NVIDIA Research releases HORIZON: an unattended agent takes the entire RTL chip design benchmark suite to 100% pass rate
- NVIDIA Research proposes HORIZON, which manages hardware design as repository-level code evolution: the user writes a single Markdown spec, the system automatically compiles it into a "project pack," and an unattended agent loop repeatedly edits code and runs simulations inside an isolated Git workspace, committing only once verification passes.
- Across ChipBench, RTLLM-2.0, Verilog-Eval, and 9 CVDP verification categories, HORIZON uses the same unattended loop to push every benchmark to a 100% pass rate.
- The agent's aggregate pass rate on the first iteration is only 47.8%, and the hardest CVDP checker-generation category starts at just 3.8% on the first pass; the same loop eventually grinds every category up to 100%, but some tasks clear in 1–2 rounds while others take 82 rounds of iteration.
- Once correctness saturates, token cost becomes the real differentiating signal — the 9 CVDP categories consume 97.1% of all tokens (about 203.9M), roughly 91% of which are reusable cached input tokens.
- The authors explicitly do not claim that "agentic hardware design is solved," and point out that current feedback mechanisms carry an "overfitting/reward hacking" risk, recommending that future benchmarks separate debugging feedback from the final hidden scoring.
What this NVIDIA paper says
NVIDIA Research recently published a paper proposing HORIZON, an agentic hardware design framework that treats chip design as repository-scale code evolution.
Give the system one Markdown spec, and a fully unsupervised agent repeatedly edits code and runs simulations inside an isolated Git workspace, committing only once verification passes — eventually pushing the entire RTL (register-transfer level hardware design, the layer of code that describes exactly what a chip does on every clock cycle) benchmark suite to a 100% pass rate.
Why having an AI write Verilog once falls far short
Verilog is the hardware code that describes chip logic. RTL design is a sharp touchstone: whether a module is correct depends on the behavior of every clock cycle, the reset convention, how the interface handshakes, the bit width of every signal, and what the simulator's feedback actually shows. So "Verilog that looks plausible" is nowhere near enough.
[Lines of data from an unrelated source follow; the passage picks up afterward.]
//! Recording mock of [`FastlyApi`] for tests.
//!
//! Each call is answered by an optional closure; calling a method that has no
//! closure configured panics so a test notices the unexpected request.

use async_trait::async_trait;
use parking_lot::Mutex;

use super::{ApiError, Domain, FastlyApi, Service, Version};

type Handler<A, T> = Box<dyn Fn(A) -> Result<T, ApiError> + Send + Sync>;

#[derive(Default)]
pub struct MockApi {
    list_versions: Option<Handler<String, Vec<Version>>>,
    clone_version: Option<Handler<(String, u32), Version>>,
    list_services: Option<Handler<(), Vec<Service>>>,
    version_action: Option<Handler<(String, u32), Version>>,
    update_version: Option<Handler<(String, u32, String), Version>>,
    list_domains: Option<Handler<(String, u32), Vec<Domain>>>,
    create_domain: Option<Handler<(String, u32, String), Domain>>,
    delete_domain: Option<Handler<(String, u32, String), ()>>,
    calls: Mutex<Vec<String>>,
}

/// Error returned by failing fixtures.
pub fn fixture_error() -> ApiError {
    ApiError::Status {
        status: 500,
        message: "fixture error".into(),
    }
}

/// Build a version list from `(number, active, locked)` triples.
pub fn versions(rows: &[(u32, bool, bool)]) -> Vec<Version> {
    rows.iter()
        .map(|&(number, active, locked)| Version {
            number,
            service_id: "123".into(),
            active,
            locked,
            ..Version::default()
        })
        .collect()
}

impl MockApi {
    pub fn new() -> Self {
        Self::default()
    }

    pub fn with_versions(self, list: Vec<Version>) -> Self {
        self.on_list_versions(move |_| Ok(list.clone()))
    }

    pub fn on_list_versions<F>(mut self, f: F) -> Self
    where
        F: Fn(String) -> Result<Vec<Version>, ApiError> + Send + Sync + 'static,
    {
        self.list_versions = Some(Box::new(f));
        self
    }

    /// Clones always yield `version + 1`, unless `fail` is set.
    pub fn with_clone(self, fail: bool) -> Self {
        self.on_clone_version(move |(sid, n)| {
            if fail {
                return Err(fixture_error());
            }
            Ok(Version {
                number: n + 1,
                service_id: sid,
                ..Version::default()
            })
        })
    }

    pub fn on_clone_version<F>(mut self, f: F) -> Self
    where
        F: Fn((String, u32)) -> Result<Version, ApiError> + Send + Sync + 'static,
    {
        self.clone_version = Some(Box::new(f));
        self
    }

    pub fn with_services(self, list: Vec<Service>) -> Self {
        self.on_list_services(move |_| Ok(list.clone()))
    }

    pub fn on_list_services<F>(mut self, f: F) -> Self
    where
        F: Fn(()) -> Result<Vec<Service>, ApiError> + Send + Sync + 'static,
    {
        self.list_services = Some(Box::new(f));
        self
    }

    /// Handler shared by activate, deactivate and lock.
    pub fn on_version_action<F>(mut self, f: F) -> Self
    where
        F: Fn((String, u32)) -> Result<Version, ApiError> + Send + Sync + 'static,
    {
        self.version_action = Some(Box::new(f));
        self
    }

    pub fn on_update_version<F>(mut self, f: F) -> Self
    where
        F: Fn((String, u32, String)) -> Result<Version, ApiError> + Send + Sync + 'static,
    {
        self.update_version = Some(Box::new(f));
        self
    }

    pub fn on_list_domains<F>(mut self, f: F) -> Self
    where
        F: Fn((String, u32)) -> Result<Vec<Domain>, ApiError> + Send + Sync + 'static,
    {
        self.list_domains = Some(Box::new(f));
        self
    }

    pub fn on_create_domain<F>(mut self, f: F) -> Self
    where
        F: Fn((String, u32, String)) -> Result<Domain, ApiError> + Send + Sync + 'static,
    {
        self.create_domain = Some(Box::new(f));
        self
    }

    pub fn on_delete_domain<F>(mut self, f: F) -> Self
    where
        F: Fn((String, u32, String)) -> Result<(), ApiError> + Send + Sync + 'static,
    {
        self.delete_domain = Some(Box::new(f));
        self
    }

    /// Recorded calls, formatted as `method arg...`.
    pub fn calls(&self) -> Vec<String> {
        self.calls.lock().clone()
    }

    /// Number of recorded calls to `method`.
    pub fn call_count(&self, method: &str) -> usize {
        self.calls
            .lock()
            .iter()
            .filter(|c| c.split(' ').next() == Some(method))
            .count()
    }

    fn record(&self, call: String) {
        self.calls.lock().push(call);
    }
}

fn handle<A, T>(handler: &Option<Handler<A, T>>, method: &str, args: A) -> Result<T, ApiError> {
    match handler {
        Some(f) => f(args),
        None => panic!("unexpected call to {}", method),
    }
}

#[async_trait]
impl FastlyApi for MockApi {
    async fn list_versions(&self, service_id: &str) -> Result<Vec<Version>, ApiError> {
        self.record(format!("list_versions {}", service_id));
        handle(&self.list_versions, "list_versions", service_id.to_string())
    }

    async fn clone_version(&self, service_id: &str, version: u32) -> Result<Version, ApiError> {
        self.record(format!("clone_version {} {}", service_id, version));
        handle(
            &self.clone_version,
            "clone_version",
            (service_id.to_string(), version),
        )
    }

    async fn list_services(&self) -> Result<Vec<Service>, ApiError> {
        self.record("list_services".into());
        handle(&self.list_services, "list_services", ())
    }

    async fn update_version(
        &self,
        service_id: &str,
        version: u32,
        comment: &str,
    ) -> Result<Version, ApiError> {
        self.record(format!("update_version {} {}", service_id, version));
        handle(
            &self.update_version,
            "update_version",
            (service_id.to_string(), version, comment.to_string()),
        )
    }

    async fn activate_version(&self, service_id: &str, version: u32) -> Result<Version, ApiError> {
        self.record(format!("activate_version {} {}", service_id, version));
        handle(
            &self.version_action,
            "activate_version",
            (service_id.to_string(), version),
        )
    }

    async fn deactivate_version(
        &self,
        service_id: &str,
        version: u32,
    ) -> Result<Version, ApiError> {
        self.record(format!("deactivate_version {} {}", service_id, version));
        handle(
            &self.version_action,
            "deactivate_version",
            (service_id.to_string(), version),
        )
    }

    async fn lock_version(&self, service_id: &str, version: u32) -> Result<Version, ApiError> {
        self.record(format!("lock_version {} {}", service_id, version));
        handle(
            &self.version_action,
            "lock_version",
            (service_id.to_string(), version),
        )
    }

    async fn list_domains(&self, service_id: &str, version: u32) -> Result<Vec<Domain>, ApiError> {
        self.record(format!("list_domains {} {}", service_id, version));
        handle(
            &self.list_domains,
            "list_domains",
            (service_id.to_string(), version),
        )
    }

    async fn create_domain(
        &self,
        service_id: &str,
        version: u32,
        name: &str,
        _comment: &str,
    ) -> Result<Domain, ApiError> {
        self.record(format!("create_domain {} {} {}", service_id, version, name));
        handle(
            &self.create_domain,
            "create_domain",
            (service_id.to_string(), version, name.to_string()),
        )
    }

    async fn delete_domain(
        &self,
        service_id: &str,
        version: u32,
        name: &str,
    ) -> Result<(), ApiError> {
        self.record(format!("delete_domain {} {} {}", service_id, version, name));
        handle(
            &self.delete_domain,
            "delete_domain",
            (service_id.to_string(), version, name.to_string()),
        )
    }
}
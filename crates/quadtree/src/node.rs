//! Tree nodes.

use glam::Vec2;

use crate::bounds::Bounds;
use crate::container::ObjectId;
use crate::quadrant::Quadrant;

/// Stable index of a node in its tree's arena.
#[derive(Debug, Clone, Copy, PartialEq, Eq, Hash, PartialOrd, Ord)]
pub struct NodeId(pub(crate) usize);

impl NodeId {
    #[inline]
    pub fn index(self) -> usize {
        self.0
    }
}

/// A quadtree node.
///
/// A node is either a leaf holding objects, or internal with all four
/// children present. Nodes are never removed once created.
#[derive(Debug, Clone)]
pub struct Node {
    pub(crate) bounds: Bounds,
    /// Root is depth 0.
    pub(crate) depth: u32,
    pub(crate) address: u64,
    /// Indexed by [`Quadrant::slot`].
    pub(crate) children: Option<[NodeId; 4]>,
    pub(crate) objects: Vec<ObjectId>,
}

impl Node {
    pub(crate) fn new(bounds: Bounds, depth: u32, address: u64) -> Self {
        Self {
            bounds,
            depth,
            address,
            children: None,
            objects: Vec::new(),
        }
    }

    #[inline]
    pub fn bounds(&self) -> Bounds {
        self.bounds
    }

    #[inline]
    pub fn center(&self) -> Vec2 {
        self.bounds.center
    }

    #[inline]
    pub fn size(&self) -> Vec2 {
        self.bounds.size
    }

    #[inline]
    pub fn depth(&self) -> u32 {
        self.depth
    }

    #[inline]
    pub fn address(&self) -> u64 {
        self.address
    }

    #[inline]
    pub fn is_leaf(&self) -> bool {
        self.children.is_none()
    }

    #[inline]
    pub fn children(&self) -> Option<[NodeId; 4]> {
        self.children
    }

    #[inline]
    pub fn child(&self, quadrant: Quadrant) -> Option<NodeId> {
        self.children.map(|children| children[quadrant.slot()])
    }

    /// Objects indexed by this node. Always empty for internal nodes.
    #[inline]
    pub fn objects(&self) -> &[ObjectId] {
        &self.objects
    }

    /// Drop `object` from this node's list. Returns false if it was not listed.
    pub(crate) fn remove_object(&mut self, object: ObjectId) -> bool {
        match self.objects.iter().position(|&id| id == object) {
            Some(idx) => {
                self.objects.remove(idx);
                true
            }
            None => false,
        }
    }
}
impl<T> Quadtree<T> {
    /// Create a tree covering `size` centered on `position`, with default config.
    pub fn new(size: Vec2, position: Vec2) -> Self {
        Self::with_config(size, position, QuadtreeConfig::default())
    }

    /// Create a tree with an explicit configuration.
    ///
    /// A `min_leaf_size` too large for the tree is accepted: leaves simply
    /// never split past the initial division.
    pub fn with_config(size: Vec2, position: Vec2, config: QuadtreeConfig) -> Self {
        let mut tree = Self {
            nodes: Vec::with_capacity(64),
            objects: HashMap::with_capacity(64),
            next_object_id: 0,
            config,
            depth: 0,
        };
        tree.nodes.push(Node::new(Bounds::new(position, size), 0, 0));
        tree.divide(ROOT);
        tree
    }

    #[inline]
    pub fn size(&self) -> Vec2 {
        self.nodes[ROOT.0].bounds.size
    }

    #[inline]
    pub fn position(&self) -> Vec2 {
        self.nodes[ROOT.0].bounds.center
    }

    #[inline]
    pub fn config(&self) -> &QuadtreeConfig {
        &self.config
    }

    /// Deepest level reached by any split so far.
    #[inline]
    pub fn depth(&self) -> u32 {
        self.depth
    }

    /// Number of stored objects.
    #[inline]
    pub fn len(&self) -> usize {
        self.objects.len()
    }

    #[inline]
    pub fn is_empty(&self) -> bool {
        self.objects.is_empty()
    }

    #[inline]
    pub fn root(&self) -> NodeId {
        ROOT
    }

    #[inline]
    pub fn node(&self, id: NodeId) -> Option<&Node> {
        self.nodes.get(id.0)
    }

    /// Number of nodes, internal ones included.
    #[inline]
    pub fn node_count(&self) -> usize {
        self.nodes.len()
    }

    /// All current leaves, in creation order.
    pub fn leaves(&self) -> impl Iterator<Item = NodeId> + '_ {
        self.nodes
            .iter()
            .enumerate()
            .filter(|(_, node)| node.is_leaf())
            .map(|(idx, _)| NodeId(idx))
    }

    #[inline]
    pub fn container(&self, id: ObjectId) -> Option<&ObjectContainer<T>> {
        self.objects.get(&id)
    }

    /// Get an object's payload.
    #[inline]
    pub fn get(&self, id: ObjectId) -> Option<&T> {
        self.objects.get(&id).map(ObjectContainer::payload)
    }

    /// Get an object's payload mutably. Its box cannot change this way; use
    /// [`Quadtree::update`] for that.
    #[inline]
    pub fn get_mut(&mut self, id: ObjectId) -> Option<&mut T> {
        self.objects.get_mut(&id).map(ObjectContainer::payload_mut)
    }

    /// Iterate over all stored objects, in no particular order.
    pub fn containers(&self) -> impl Iterator<Item = (ObjectId, &ObjectContainer<T>)> + '_ {
        self.objects.iter().map(|(&id, container)| (id, container))
    }

    /// Insert `payload` with a box of `size` centered on `position`.
    ///
    /// The object is indexed by every leaf its box overlaps. An object
    /// entirely outside the tree is stored but indexed nowhere.
    pub fn insert(&mut self, payload: T, position: Vec2, size: Vec2) -> ObjectId {
        let id = ObjectId(self.next_object_id);
        self.next_object_id += 1;

        let bounds = Bounds::new(position, size);
        self.objects.insert(id, ObjectContainer::new(bounds, payload));
        self.index(id, bounds);
        trace!(?id, ?position, ?size, "inserted object");
        id
    }

    /// Remove an object by handle, returning its payload.
    ///
    /// Removing an already-removed handle is a no-op returning `None`.
    pub fn remove(&mut self, id: ObjectId) -> Option<T> {
        let container = self.objects.remove(&id)?;
        for &node in container.nodes() {
            self.nodes[node.0].remove_object(id);
        }
        trace!(?id, leaves = container.nodes().len(), "removed object");
        Some(container.into_payload())
    }

    /// Move and/or resize an object, keeping its handle.
    ///
    /// Returns false if `id` is not stored in this tree.
    pub fn update(&mut self, id: ObjectId, position: Vec2, size: Vec2) -> bool {
        let Some(container) = self.objects.get_mut(&id) else {
            return false;
        };
        let bounds = Bounds::new(position, size);
        container.bounds = bounds;
        let old_nodes = std::mem::take(&mut container.nodes);
        for node in old_nodes {
            self.nodes[node.0].remove_object(id);
        }
        self.index(id, bounds);
        true
    }

    /// The leaf reached by descending toward `position`, ignoring sizes.
    pub fn node_at(&self, position: Vec2) -> NodeId {
        let mut current = ROOT;
        loop {
            let node = &self.nodes[current.0];
            match node.children {
                Some(children) => current = children[Quadrant::of(node.bounds.center, position).slot()],
                None => return current,
            }
        }
    }

    /// Payloads of every object in the leaf at `position`.
    ///
    /// This is a candidate set: objects are not checked against the point.
    pub fn objects_at(&self, position: Vec2) -> Vec<&T> {
        self.payloads(&self.nodes[self.node_at(position).0])
    }

    /// Every leaf whose box overlaps the query box.
    pub fn nodes_in_area(&self, position: Vec2, size: Vec2) -> Vec<NodeId> {
        let bounds = Bounds::new(position, size);
        let mut leaves = Vec::new();
        let mut queue = VecDeque::from([self.anchor(&bounds)]);
        while let Some(current) = queue.pop_front() {
            if self.nodes[current.0].is_leaf() {
                leaves.push(current);
            } else {
                self.route(current, &bounds, &mut queue);
            }
        }
        leaves
    }

    /// Payloads of every object in the leaves overlapping the query box.
    ///
    /// An object indexed by several matching leaves is returned once per leaf.
    pub fn objects_in_area(&self, position: Vec2, size: Vec2) -> Vec<&T> {
        self.nodes_in_area(position, size)
            .into_iter()
            .flat_map(|leaf| self.payloads(&self.nodes[leaf.0]))
            .collect()
    }

    /// Look up a node by address.
    ///
    /// Descends by the address's quadrant digits until a leaf is reached and
    /// fails if that leaf's address differs. Because SE encodes as `00`, an
    /// address whose leaf has since split resolves to its SE-most
    /// descendant rather than failing.
    pub fn node_for_address(&self, address: u64) -> Result<NodeId> {
        let mut current = ROOT;
        loop {
            let node = &self.nodes[current.0];
            match node.children {
                Some(children) => current = children[address_quadrant(address, node.depth).slot()],
                None if node.address == address => return Ok(current),
                None => {
                    return Err(QuadtreeError::AddressMismatch {
                        requested: address,
                        found: node.address,
                    });
                }
            }
        }
    }

    /// Check the structural invariants: symmetric membership, empty
    /// internal nodes, and child addresses derived from their parents.
    pub fn validate(&self) -> Result<()> {
        for (idx, node) in self.nodes.iter().enumerate() {
            let id = NodeId(idx);
            if let Some(children) = node.children {
                if !node.objects.is_empty() {
                    return Err(QuadtreeError::InternalNodeHoldsObjects { node: id });
                }
                for quadrant in Quadrant::ALL {
                    let child_id = children[quadrant.slot()];
                    let child = self
                        .nodes
                        .get(child_id.0)
                        .ok_or(QuadtreeError::UnknownNode(child_id))?;
                    let expected = encode_address(node.address, quadrant, node.depth + 1);
                    if child.depth != node.depth + 1 || child.address != expected {
                        return Err(QuadtreeError::AddressInvariant { node: child_id });
                    }
                }
            }
            for &object in &node.objects {
                let container = self
                    .objects
                    .get(&object)
                    .ok_or(QuadtreeError::UnknownObject(object))?;
                let listed = container.nodes.iter().filter(|&&n| n == id).count();
                if listed != 1 {
                    return Err(QuadtreeError::MembershipMismatch { node: id, object });
                }
            }
        }
        for (&object, container) in &self.objects {
            for &node_id in &container.nodes {
                let node = self
                    .nodes
                    .get(node_id.0)
                    .ok_or(QuadtreeError::UnknownNode(node_id))?;
                let listed = node.objects.iter().filter(|&&o| o == object).count();
                if listed != 1 {
                    return Err(QuadtreeError::MembershipMismatch { node: node_id, object });
                }
            }
        }
        Ok(())
    }

    fn payloads(&self, node: &Node) -> Vec<&T> {
        node.objects
            .iter()
            .filter_map(|id| self.objects.get(id).map(ObjectContainer::payload))
            .collect()
    }

    /// Index an already stored object into every leaf its box reaches,
    /// splitting full leaves on the way.
    fn index(&mut self, id: ObjectId, bounds: Bounds) {
        let mut queue = VecDeque::from([self.anchor(&bounds)]);
        while let Some(&current) = queue.front() {
            if self.nodes[current.0].is_leaf() {
                if self.can_split(current) {
                    self.split(current);
                    // Now internal; look at it again.
                    continue;
                }
                self.link(current, id);
            } else {
                self.route(current, &bounds, &mut queue);
            }
            queue.pop_front();
        }

        if self.objects.get(&id).is_some_and(|c| c.nodes.is_empty()) {
            warn!(?id, center = ?bounds.center, size = ?bounds.size, "object lies outside the tree");
        }
    }

    /// Deepest node on the path toward `bounds.center` that either is a leaf
    /// or has no child fully containing `bounds`.
    fn anchor(&self, bounds: &Bounds) -> NodeId {
        let mut current = ROOT;
        loop {
            let node = &self.nodes[current.0];
            let Some(children) = node.children else {
                return current;
            };
            let child = children[Quadrant::of(node.bounds.center, bounds.center).slot()];
            let child_bounds = &self.nodes[child.0].bounds;
            if bounds.size.x > child_bounds.size.x
                || bounds.size.y > child_bounds.size.y
                || !child_bounds.contains(bounds)
            {
                return current;
            }
            current = child;
        }
    }

    /// Push the children of internal node `id` that `bounds` overlaps.
    ///
    /// A degenerate box that overlaps no child but reaches the node goes to
    /// the child picked by the point rule, applied to its center clamped
    /// into the node.
    fn route(&self, id: NodeId, bounds: &Bounds, out: &mut impl Extend<NodeId>) {
        let node = &self.nodes[id.0];
        let Some(children) = node.children else {
            return;
        };
        let mut routed = false;
        for child in children {
            if self.nodes[child.0].bounds.overlaps(bounds) {
                out.extend([child]);
                routed = true;
            }
        }
        if !routed && (node.bounds.overlaps(bounds) || node.bounds.contains_point(bounds.center)) {
            let point = bounds.center.clamp(node.bounds.min(), node.bounds.max());
            out.extend([children[Quadrant::of(node.bounds.center, point).slot()]]);
        }
    }

    fn can_split(&self, id: NodeId) -> bool {
        let node = &self.nodes[id.0];
        let child_half = node.bounds.size / 4.0;
        node.depth < MAX_ADDRESS_DEPTH
            && child_half.x > self.config.min_leaf_size
            && child_half.y > self.config.min_leaf_size
            && node.objects.len() >= self.config.max_objects
    }

    /// Create the four children of leaf `id`.
    fn divide(&mut self, id: NodeId) -> [NodeId; 4] {
        let node = &self.nodes[id.0];
        debug_assert!(node.is_leaf());
        let bounds = node.bounds;
        let address = node.address;
        let depth = node.depth + 1;

        let first = self.nodes.len();
        for quadrant in Quadrant::ALL {
            self.nodes.push(Node::new(
                bounds.quadrant(quadrant),
                depth,
                encode_address(address, quadrant, depth),
            ));
        }
        let children = [NodeId(first), NodeId(first + 1), NodeId(first + 2), NodeId(first + 3)];
        self.nodes[id.0].children = Some(children);

        if depth > self.depth {
            self.depth = depth;
            if depth > self.config.max_depth {
                warn!(depth, max_depth = self.config.max_depth, "quadtree grew past configured max depth");
            }
        }
        children
    }

    /// Divide leaf `id` and hand its objects down to the overlapping children.
    fn split(&mut self, id: NodeId) {
        self.divide(id);
        let objects = std::mem::take(&mut self.nodes[id.0].objects);
        let mut targets = Vec::with_capacity(4);
        for &object in &objects {
            let Some(container) = self.objects.get_mut(&object) else {
                continue;
            };
            container.remove_node(id);
            let bounds = container.bounds;

            targets.clear();
            self.route(id, &bounds, &mut targets);
            if targets.is_empty() {
                warn!(?object, node = id.0, "object dropped by split");
            }
            for &child in &targets {
                self.link(child, object);
            }
        }
        let node = &self.nodes[id.0];
        debug!(
            node = id.0,
            depth = node.depth,
            address = node.address,
            moved = objects.len(),
            "split leaf"
        );
    }

    fn link(&mut self, node: NodeId, object: ObjectId) {
        if let Some(container) = self.objects.get_mut(&object) {
            container.nodes.push(node);
            self.nodes[node.0].objects.push(object);
        }
    }
}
The model has to infer the data path's bit widths on its own, how the state machine transitions, the reset convention, ready-valid handshake protocols, how memory gets read and written, plus all the edge cases that natural language often fails to spell out. Put simply, a syntactically correct module is only the starting point. Real, useful automation has to wire "writing it" into the full chain of "compile, simulate, inspect waveforms and failure traces, then fix" — running the loop, spotting what's wrong, going back to fix it, and running again.
HORIZON's core idea is to lock this entire chain inside a loop that can turn itself over.
How a spec turns into a self-running project pack
The only input the user has to provide is a structured Markdown spec, not code. It spells out high-level intent, repository context, expected deliverables, evaluation criteria, and domain knowledge. Domain knowledge is especially useful, because it lets you make explicit the invariants, tooling conventions, and failure modes that "just looking at the files" can't reveal.
A "bootstrap agent" compiles this spec into a "project pack," which serves as the control plane for the whole system. The spec has four components, which get compiled into a five-element runtime configuration that drives the unattended loop.
- Goal / task
- Domain-knowledge directions
- Evaluator specification
- Acceptance criteria
π_agentpolicy prompt and tool contractE_pexecutable evaluator (compile / simulate / coverage)A_pacceptance predicate (can it be committed)Γ_pversion control and artifact policyΩ_pdomain skills and repository operating instructions
- Read state
- Edit workspace
- Call tools to evaluate
- Fix or commit
Think of a project pack like a complete onboarding packet for a new hire: it doesn't just spell out what to do, it also attaches the evaluation criteria, tool usage instructions, and handover procedures. Once the employee reads through it, they can start working independently, with no one standing over their shoulder.
The key is that the problem is defined over a generic Git workspace, not some fixed chip-repository format. So this organizing scheme isn't exclusive to RTL or EDA: any task with "a persistent Git workspace + machine-checkable feedback + versioned artifacts" can be organized the same way. Swap domains, and the evaluator slot can be replaced with unit tests, a theorem prover, a profiler, a security scanner, a synthesis tool, or even a human review gate.